Lately, there’s been a fairly consistent crowd for the Sunday morning rides, but they are clearly more fit than I. Little wonder considering the dearth of riding for me this year… but it does represent a challenge I’m up for. Anyway, a few weeks ago I had an abortive ride caused mostly by my being over-medicated in the blood pressure dept. following a significant change in diet. After 500ft of climbing I had to call it quits with my heart racing in my chest. No pain, but completely toast. I basically turned around after 5 miles, rolled back down the hill as far as I could, stopped to let my heart slow, and continuing. When I reached the bottom, after sitting still for fifteen minutes, I finally caught my breath and slowed my heart. Then, I rode some more, because while I was cooked, there was no pain, so I felt safe. The next day, with my Doctors consent I dropped the BP medication and haven’t looked back. The next ride had the leeway that comes along with only riding with one other person, but began to suggest that things were getting better.

Of course, there was a two week layoff from riding again (I simply can’t get my schedule together this year, yet. Maybe my boss can help me out…) so once again I had no idea how I was going to feel on a ride that I knew would have some steep climbing.

I started poorly as I left any hints of cash at home.
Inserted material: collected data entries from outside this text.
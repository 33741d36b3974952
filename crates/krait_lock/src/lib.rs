//! Typed schemas for the two environment lockfile dialects krait can
//! consume. The readers validate the file version once at the boundary and
//! hand back plain data; interpreting the records is up to the caller.

#![deny(missing_docs)]

pub mod conda;
pub mod json;

use std::path::Path;

use thiserror::Error;

/// An error reading a lockfile.
#[allow(missing_docs)]
#[derive(Debug, Error)]
pub enum LockfileError {
    #[error(transparent)]
    Io(#[from] std::io::Error),

    #[error("failed to parse lockfile: {0}")]
    Yaml(#[from] serde_yaml::Error),

    #[error("failed to parse lockfile: {0}")]
    Json(#[from] serde_json::Error),

    #[error("unsupported lockfile version '{0}'")]
    UnsupportedVersion(String),
}

/// Reads a conda dialect (YAML) lockfile from disk.
pub fn read_conda_lockfile(path: impl AsRef<Path>) -> Result<conda::CondaLock, LockfileError> {
    let content = fs_err::read_to_string(path.as_ref())?;
    conda::CondaLock::from_str(&content)
}

/// Reads an alternate dialect (JSON) lockfile from disk.
pub fn read_json_lockfile(
    path: impl AsRef<Path>,
) -> Result<json::JsonLock, LockfileError> {
    let content = fs_err::read_to_string(path.as_ref())?;
    json::JsonLock::from_str(&content)
}
use crate::id::SolvableId;
use crate::solver::decision::Decision;
use crate::solver::decision_map::DecisionMap;

/// The stack of decisions made so far, together with the map giving constant
/// time access to the current assignment.
pub(crate) struct DecisionTracker {
    map: DecisionMap,
    stack: Vec<Decision>,
    propagate_index: usize,
}

impl DecisionTracker {
    pub(crate) fn new(nsolvables: u32) -> Self {
        Self {
            map: DecisionMap::new(nsolvables),
            stack: Vec::new(),
            propagate_index: 0,
        }
    }

    pub(crate) fn clear(&mut self) {
        *self = Self::new(self.map.nsolvables());
    }

    pub(crate) fn is_empty(&self) -> bool {
        self.stack.is_empty()
    }

    pub(crate) fn assigned_value(&self, solvable_id: SolvableId) -> Option<bool> {
        self.map.value(solvable_id)
    }

    pub(crate) fn map(&self) -> &DecisionMap {
        &self.map
    }

    pub(crate) fn stack(&self) -> &[Decision] {
        &self.stack
    }

    pub(crate) fn level(&self, solvable_id: SolvableId) -> u32 {
        self.map.level(solvable_id)
    }

    /// Attempts to add a decision.
    ///
    /// Returns true if the solvable was undecided, false if it was already
    /// decided to the same value, and an error if it was already decided to
    /// the opposite value (a conflict).
    pub(crate) fn try_add_decision(
        &mut self,
        decision: Decision,
        level: u32,
    ) -> Result<bool, ()> {
        match self.map.value(decision.solvable_id) {
            None => {
                self.map.set(decision.solvable_id, decision.value, level);
                self.stack.push(decision);
                Ok(true)
            }
            Some(value) if value == decision.value => Ok(false),
            _ => Err(()),
        }
    }

    /// Undoes decisions from the stack until the given level is the topmost
    /// one again.
    pub(crate) fn undo_until(&mut self, level: u32) {
        while let Some(decision) = self.stack.last() {
            if self.level(decision.solvable_id) <= level {
                break;
            }
            self.undo_last();
        }
    }

    /// Pops the last decision, returning it and the level of the new top of
    /// stack.
    pub(crate) fn undo_last(&mut self) -> (Decision, u32) {
        let decision = self.stack.pop().expect("undo on an empty stack");
        self.map.reset(decision.solvable_id);

        self.propagate_index = self.stack.len();

        let top = self.stack.last().expect("undo below the root decision");
        (decision, self.map.level(top.solvable_id))
    }

    /// Returns the next decision that unit propagation has not seen yet.
    pub(crate) fn next_unpropagated(&mut self) -> Option<Decision> {
        let &decision = self.stack[self.propagate_index..].iter().next()?;
        self.propagate_index += 1;
        Some(decision)
    }
}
I also forgot that the Park where we were starting starts collecting parking fees at 8. I was there two minutes after. Sigh. So I used an old trick that allows me to park free of cost, but does cause me to ride a short steep at the end of my ride in order to get to my car.

So I roll out for a warmup loop, carefully timed so that I’m at the starting point nicely warmed up when I realize that I’m not wearing my sunglasses. It’s not really a problem, but the glasses I had on are not nearly as protective, so I hustled up a bit and climbed back to the car, exchanged glasses and rolled back to the parking lot.

The climbing started shortly after we left. First good sign, I wasn’t completely off the back. Second good sign, I was close enough to stay with the group for about 15 miles before I finally hit a patch of climbing that separated me from the pack. Finally, there was one other person who was in roughly the same boat (while climbing) although better than I still, but close enough that we formed a gruppeto and made our way back. We were sorely tempted to bail and have my wife deliver us back to the start since we were very close to my house at the time, but I was determined not to bail. That’s a bad habit to get into.

In the end, we had a great ride back, and another frien we met in the parking lot was kind enough to toss my bike in his van and drive me up the last incline. I was cooked, but in a far better way. And while I climbed slowly, I never redlined or got to the point where I needed to stop. Good stuff. Now to continue to build on my dropping weight and increasing fitness.